Using the entries that follow, give only the number of lines with the word "appropriate" in them.

### DATA IN THIS EXERCISE

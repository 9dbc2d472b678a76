//! Error types and HTTP response handling.
//!
//! This module provides the application's error hierarchy and conversion logic for
//! transforming errors into appropriate HTTP responses. The `AppError` enum serves
//! as the top-level error type that wraps domain-specific errors and implements
//! `IntoResponse` for automatic error handling in API endpoints.

pub mod auth;
pub mod config;

use axum::{
    http::StatusCode,
    response::{IntoResponse, Response},
    Json,
};
use thiserror::Error;

use crate::{
    catalog::{Department, Section},
    dto::api::ErrorDto,
    error::{auth::AuthError, config::ConfigError},
};

/// Top-level application error type.
///
/// Aggregates all error kinds the backend can surface. Storage faults map to
/// 500 with the details kept server-side; all domain errors carry enough
/// information for the client to distinguish the kind.
#[derive(Error, Debug)]
pub enum AppError {
    /// Configuration error during startup or environment variable loading.
    #[error(transparent)]
    ConfigErr(#[from] ConfigError),

    /// Authentication or authorization error.
    ///
    /// Delegates to `AuthError::into_response()` for status code mapping
    /// (401 Unauthorized, 403 Forbidden).
    #[error(transparent)]
    AuthErr(#[from] AuthError),

    /// Database operation error from SeaORM.
    ///
    /// A transient storage failure. Results in 500 Internal Server Error with
    /// error details logged server-side; the core never retries on its own.
    #[error(transparent)]
    DbErr(#[from] sea_orm::DbErr),

    /// Resource not found error.
    ///
    /// Results in 404 Not Found with the provided error message.
    #[error("{0}")]
    NotFound(String),

    /// Uniqueness conflict (duplicate unit id or employee username).
    ///
    /// Results in 409 Conflict with the provided error message.
    #[error("{0}")]
    Conflict(String),

    /// Requested destination section does not belong to the destination
    /// department per the catalog.
    ///
    /// Results in 400 Bad Request naming the offending pair.
    #[error("Section '{section}' is not valid for department '{department}'")]
    InvalidTransition {
        department: Department,
        section: Section,
    },

    /// Request failed validation (missing or empty required field).
    ///
    /// Results in 400 Bad Request with the provided error message.
    #[error("{0}")]
    Validation(String),

    /// Internal server error with custom message.
    ///
    /// Results in 500 Internal Server Error. The provided message is logged
    /// but a generic message is returned to the client.
    #[error("{0}")]
    InternalError(String),
}

/// Converts application errors into HTTP responses.
///
/// Maps each error variant to an appropriate HTTP status code and response body.
/// Authentication errors delegate to their own response handling. Internal and
/// storage errors are logged with full details but return generic messages to
/// avoid information leakage.
impl IntoResponse for AppError {
    fn into_response(self) -> Response {
        match self {
            Self::AuthErr(err) => err.into_response(),
            Self::NotFound(msg) => {
                (StatusCode::NOT_FOUND, Json(ErrorDto { error: msg })).into_response()
            }
            Self::Conflict(msg) => {
                (StatusCode::CONFLICT, Json(ErrorDto { error: msg })).into_response()
            }
            Self::InvalidTransition { .. } => (
                StatusCode::BAD_REQUEST,
                Json(ErrorDto {
                    error: self.to_string(),
                }),
            )
                .into_response(),
            Self::Validation(msg) => {
                (StatusCode::BAD_REQUEST, Json(ErrorDto { error: msg })).into_response()
            }
            Self::InternalError(msg) => {
                tracing::error!("Internal error: {}", msg);
                (
                    StatusCode::INTERNAL_SERVER_ERROR,
                    Json(ErrorDto {
                        error: "Internal server error".to_string(),
                    }),
                )
                    .into_response()
            }
            err => InternalServerError(err).into_response(),
        }
    }
}

/// Wrapper type for converting any displayable error into a 500 Internal Server
/// Error response.
///
/// Logs the error message and returns a generic "Internal server error" body to
/// the client. Used as the fallback for errors without specific mappings.
pub struct InternalServerError<E>(pub E);

impl<E: std::fmt::Display> IntoResponse for InternalServerError<E> {
    fn into_response(self) -> Response {
        tracing::error!("{}", self.0);

        (
            StatusCode::INTERNAL_SERVER_ERROR,
            Json(ErrorDto {
                error: "Internal server error".to_string(),
            }),
        )
            .into_response()
    }
}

######

## ANSWER TO THE PROBLEM
2